The Saturn Portfolio Group is planning legal action to enforce “contractual property rights” in the wake of its purchase of the troubled van Eyk Advice NZ group late last year.
Craig Stobo, Saturn chair, confirmed the group would pursue at least one of the former van Eyk advisers – understood to be a current Forsyth Barr adviser – through the courts in relation to the December 2014 takeover deal.
“Saturn Portfolio has continued its successful transition of the former van eyk NZ businesses it purchased in December 2014,” Stobo said.
“In the course of that transition it became apparent that the transaction required the clear enforcement of contractual property rights in relation to the ownership of client revenue. We have elected to pursue enforcement.”
He said Saturn had already settled privately with another former van Eyk adviser “to the satisfaction of both parties”.
According to Stobo, the current Saturn case highlighted a widespread industry issue that needed to be addressed.
“As a director of an impartial national AFA business whose revenues are solely those of fee for client services it is my considered view that the industry needs to shed the patched cottage practices born of the last century and move to the professional self regulated business disciplines of the future,” he said. “If we don’t embrace professional standards amongst ourselves voluntarily we don’t deserve a sustainable reputation from clients for excellence and we deserve regulation imposed from on high.”
Saturn inherited about nine advisers following its purchase of the troubled van Eyk Advice NZ group flagged last October with one immediately decamping to Forsyth Barr.
According to the Saturn website, only four ex-van Eyk (formerly Perpetual) advisers remain with the independent financial planning firm.

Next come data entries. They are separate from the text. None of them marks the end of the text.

//! Cart route handlers.
//!
//! The session only remembers which cart is the caller's. Every handler
//! extracts a [`CartSession`], runs the cart service against its context and
//! saves the (possibly changed) cart id back.

use axum::{Form, Json, extract::State};
use rust_decimal::Decimal;
use serde::{Deserialize, Serialize};
use tracing::instrument;

use storelens_core::cart::{CartLine, CheckoutOutcome};
use storelens_core::model::OrderItem;
use storelens_core::{CartId, CartItemId, OrderId, ProductId};

use crate::error::{AppError, Result, add_breadcrumb};
use crate::middleware::CartSession;
use crate::state::AppState;

/// Add to cart form data.
#[derive(Debug, Deserialize)]
pub struct AddToCartForm {
    #[serde(default)]
    pub product_id: String,
}

/// Remove from cart form data.
#[derive(Debug, Deserialize)]
pub struct RemoveFromCartForm {
    #[serde(default)]
    pub cart_item_id: String,
}

/// Response to adding an item.
#[derive(Debug, Serialize)]
pub struct AddedResponse {
    pub cart_id: Option<CartId>,
    pub cart_item_id: CartItemId,
    pub message: &'static str,
}

/// Plain acknowledgement.
#[derive(Debug, Serialize)]
pub struct MessageResponse {
    pub message: &'static str,
}

/// Response to a checkout.
#[derive(Debug, Serialize)]
#[serde(untagged)]
pub enum CheckoutResponse {
    Placed {
        order_id: OrderId,
        total_amount: Decimal,
        items: Vec<OrderItem>,
        message: &'static str,
    },
    Nothing {
        message: &'static str,
    },
}

impl From<CheckoutOutcome> for CheckoutResponse {
    fn from(outcome: CheckoutOutcome) -> Self {
        let message = outcome.message();
        match outcome {
            CheckoutOutcome::Placed(order) => Self::Placed {
                order_id: order.id,
                total_amount: order.total_amount,
                items: order.items,
                message,
            },
            CheckoutOutcome::Empty | CheckoutOutcome::Closed(_) | CheckoutOutcome::Missing => {
                Self::Nothing { message }
            }
        }
    }
}

fn required(field: &str, value: &str) -> Result<String> {
    let value = value.trim();
    if value.is_empty() {
        return Err(AppError::BadRequest(format!("{field} is required")));
    }
    Ok(value.to_string())
}

/// Show the current items of the caller's cart.
#[instrument(skip_all)]
pub async fn show(State(state): State<AppState>, cart: CartSession) -> Result<Json<Vec<CartLine>>> {
    let lines = state.carts().contents(&cart.ctx).await?;
    Ok(Json(lines))
}

/// Add a product to the caller's cart, opening one if needed.
#[instrument(skip_all)]
pub async fn add(
    State(state): State<AppState>,
    mut cart: CartSession,
    Form(form): Form<AddToCartForm>,
) -> Result<Json<AddedResponse>> {
    let product_id = ProductId::new(required("product_id", &form.product_id)?);

    let item = state.carts().add_item(&mut cart.ctx, &product_id).await?;
    cart.save().await?;

    add_breadcrumb(
        "cart",
        "Added item",
        Some(&[("product_id", product_id.as_str()), ("cart_id", item.cart_id.as_str())]),
    );

    Ok(Json(AddedResponse {
        cart_id: cart.ctx.cart_id,
        cart_item_id: item.id,
        message: "Item added to cart!",
    }))
}

/// Soft-remove an item from the caller's cart.
#[instrument(skip_all)]
pub async fn remove(
    State(state): State<AppState>,
    cart: CartSession,
    Form(form): Form<RemoveFromCartForm>,
) -> Result<Json<MessageResponse>> {
    let item_id = CartItemId::new(required("cart_item_id", &form.cart_item_id)?);

    state.carts().remove_item(&cart.ctx, &item_id).await?;
    add_breadcrumb("cart", "Removed item", Some(&[("cart_item_id", item_id.as_str())]));

    Ok(Json(MessageResponse {
        message: "Item removed from cart.",
    }))
}

/// Convert the caller's cart into an order.
#[instrument(skip_all)]
pub async fn checkout(
    State(state): State<AppState>,
    mut cart: CartSession,
) -> Result<Json<CheckoutResponse>> {
    let outcome = state.carts().checkout(&mut cart.ctx).await?;
    cart.save().await?;

    if let CheckoutOutcome::Placed(order) = &outcome {
        add_breadcrumb("cart", "Checked out", Some(&[("order_id", order.id.as_str())]));
    }
    Ok(Json(outcome.into()))
}

/// Abandon the caller's cart.
#[instrument(skip_all)]
pub async fn abandon(
    State(state): State<AppState>,
    mut cart: CartSession,
) -> Result<Json<MessageResponse>> {
    let outcome = state.carts().abandon(&mut cart.ctx).await?;
    cart.save().await?;

    add_breadcrumb("cart", outcome.message(), None);
    Ok(Json(MessageResponse {
        message: outcome.message(),
    }))
}
//! Store-wide snapshot.

use std::collections::HashMap;

use chrono::{DateTime, Utc};
use rust_decimal::Decimal;
use serde::Serialize;

use super::{carts::abandonment_rate, mean, round2};
use crate::store::Datasets;
use crate::types::{OrderId, OrderStatus, ProductId};

#[derive(Debug, Clone, PartialEq, Eq, Serialize)]
pub struct RecentOrder {
    pub order_id: OrderId,
    pub buyer: Option<String>,
    pub order_date: DateTime<Utc>,
    pub total_amount: Decimal,
    pub status: OrderStatus,
}

#[derive(Debug, Clone, PartialEq, Eq, Serialize)]
pub struct RevenueLeader {
    pub product_id: ProductId,
    pub name: String,
    pub revenue: Decimal,
}

/// Aggregates across every entity. Empty tables give zeros, never errors.
#[derive(Debug, Clone, PartialEq, Eq, Serialize)]
pub struct Overview {
    pub active_products: usize,
    pub order_count: usize,
    pub total_revenue: Decimal,
    pub average_order_value: Decimal,
    pub user_count: usize,
    pub review_count: usize,
    pub average_rating: Decimal,
    pub abandonment_rate: Decimal,
    pub recent_orders: Vec<RecentOrder>,
    pub top_products: Vec<RevenueLeader>,
}

pub(super) fn overview(data: &Datasets, limit: usize) -> Overview {
    let total_revenue: Decimal = data.orders.iter().map(|o| o.total_amount).sum();
    let rating_sum: i64 = data.reviews.iter().map(|r| i64::from(r.rating)).sum();
    let names: HashMap<_, _> = data.users.iter().map(|u| (&u.id, u.name.as_str())).collect();

    let mut recent: Vec<RecentOrder> = data
        .orders
        .iter()
        .map(|o| RecentOrder {
            order_id: o.id.clone(),
            buyer: names.get(&o.user_id).map(|n| (*n).to_owned()),
            order_date: o.order_date,
            total_amount: o.total_amount,
            status: o.status,
        })
        .collect();
    recent.sort_by(|a, b| {
        b.order_date
            .cmp(&a.order_date)
            .then_with(|| a.order_id.cmp(&b.order_id))
    });
    recent.truncate(limit);

    let mut revenue: HashMap<&ProductId, Decimal> = HashMap::new();
    for item in data.orders.iter().flat_map(|o| &o.items) {
        *revenue.entry(&item.product_id).or_default() += item.line_total();
    }
    let mut top_products: Vec<RevenueLeader> = data
        .products
        .iter()
        .filter_map(|p| {
            Some(RevenueLeader {
                product_id: p.id.clone(),
                name: p.name.clone(),
                revenue: round2(*revenue.get(&p.id)?),
            })
        })
        .collect();
    top_products.sort_by(|a, b| b.revenue.cmp(&a.revenue).then_with(|| a.name.cmp(&b.name)));
    top_products.truncate(limit);

    Overview {
        active_products: data.products.iter().filter(|p| p.is_active).count(),
        order_count: data.orders.len(),
        total_revenue: round2(total_revenue),
        average_order_value: mean(total_revenue, data.orders.len()).unwrap_or_default(),
        user_count: data.users.len(),
        review_count: data.reviews.len(),
        average_rating: mean(Decimal::from(rating_sum), data.reviews.len()).unwrap_or_default(),
        abandonment_rate: abandonment_rate(&data.carts).rate,
        recent_orders: recent,
        top_products,
    }
}
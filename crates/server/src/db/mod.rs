//! Relational store operations (`PostgreSQL`).
//!
//! # Tables
//!
//! - `users` - Shoppers
//! - `products` - Catalog, with `is_active` for retired products
//! - `carts` / `cart_items` - Carts and their soft-deleted items
//! - `orders` / `order_items` - Placed orders
//! - `reviews` - Product ratings
//! - `tower_sessions.session` - Tower-sessions storage
//!
//! # Migrations
//!
//! Migrations are stored in `crates/server/migrations/` and run via:
//! ```bash
//! cargo run -p storelens-cli -- migrate
//! ```

mod rows;
pub mod seed;
mod store;

use std::time::Duration;

use secrecy::ExposeSecret;
use sqlx::PgPool;
use sqlx::postgres::PgPoolOptions;
use thiserror::Error;

use storelens_core::{Error as CoreError, StoreKind};

pub use store::PgStore;

/// Errors that can occur during relational store operations.
#[derive(Debug, Error)]
pub enum RepositoryError {
    /// Database error from sqlx.
    #[error("database error: {0}")]
    Database(#[from] sqlx::Error),

    /// Data in the database is corrupted or invalid.
    #[error("data corruption: {0}")]
    DataCorruption(String),

    /// Requested entity was not found.
    #[error("not found: {0}")]
    NotFound(String),

    /// Constraint violation (e.g., duplicate email).
    #[error("constraint violation: {0}")]
    Conflict(String),
}

impl From<RepositoryError> for CoreError {
    fn from(err: RepositoryError) -> Self {
        match err {
            RepositoryError::Database(e) => Self::unavailable(StoreKind::Relational, e),
            RepositoryError::DataCorruption(msg) => Self::Corrupt(msg),
            RepositoryError::NotFound(what) => Self::NotFound(what),
            RepositoryError::Conflict(msg) => Self::Validation(msg),
        }
    }
}

/// Create a `PostgreSQL` connection pool with sensible defaults.
///
/// # Arguments
///
/// * `database_url` - `PostgreSQL` connection string (wrapped in `SecretString`)
///
/// # Errors
///
/// Returns `sqlx::Error` if the connection cannot be established.
pub async fn create_pool(database_url: &secrecy::SecretString) -> Result<PgPool, sqlx::Error> {
    PgPoolOptions::new()
        .max_connections(10)
        .min_connections(2)
        .acquire_timeout(Duration::from_secs(10))
        .connect(database_url.expose_secret())
        .await
}

/// Apply the embedded schema migrations.
///
/// # Errors
///
/// Returns `MigrateError` if a migration fails or the history is inconsistent.
pub async fn run_migrations(pool: &PgPool) -> Result<(), sqlx::migrate::MigrateError> {
    sqlx::migrate!("./migrations").run(pool).await
}

#[cfg(test)]
mod tests {
    use super::*;

    #[test]
    fn test_repository_errors_map_to_core_taxonomy() {
        let err: CoreError = RepositoryError::Database(sqlx::Error::PoolTimedOut).into();
        assert!(matches!(
            err,
            CoreError::DataUnavailable {
                store: StoreKind::Relational,
                ..
            }
        ));

        let err: CoreError = RepositoryError::DataCorruption("bad status".to_string()).into();
        assert!(matches!(err, CoreError::Corrupt(_)));

        let err: CoreError = RepositoryError::Conflict("email".to_string()).into();
        assert!(matches!(err, CoreError::Validation(_)));
    }
}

Wrangles over adviser exits are not uncommon in the industry with a high-profile case involving the AMP-owned Spicers and Forsyth Barr making headlines last year.
In a mixed result, the former Spicers adviser now with the Napier office of Forsyth Barr, Les Cunningham, agreed to comply with limited restraint orders but the court overturned AMP’s ‘perpetual no soliciting clause’.
Justice J Dobson ruled in the High Court at Napier that: “I consider that Spicers’ attempt to enforce broadly prohibitions in perpetuity is likely to make it more difficult for it to obtain relief to recast the restraint within what are now claimed to be reasonable bounds. The Court should not be seen to be condoning any practice of contracting parties stipulating for draconian restraints on the basis that the court will come to their rescue on a fallback position to modify the contract after the event.”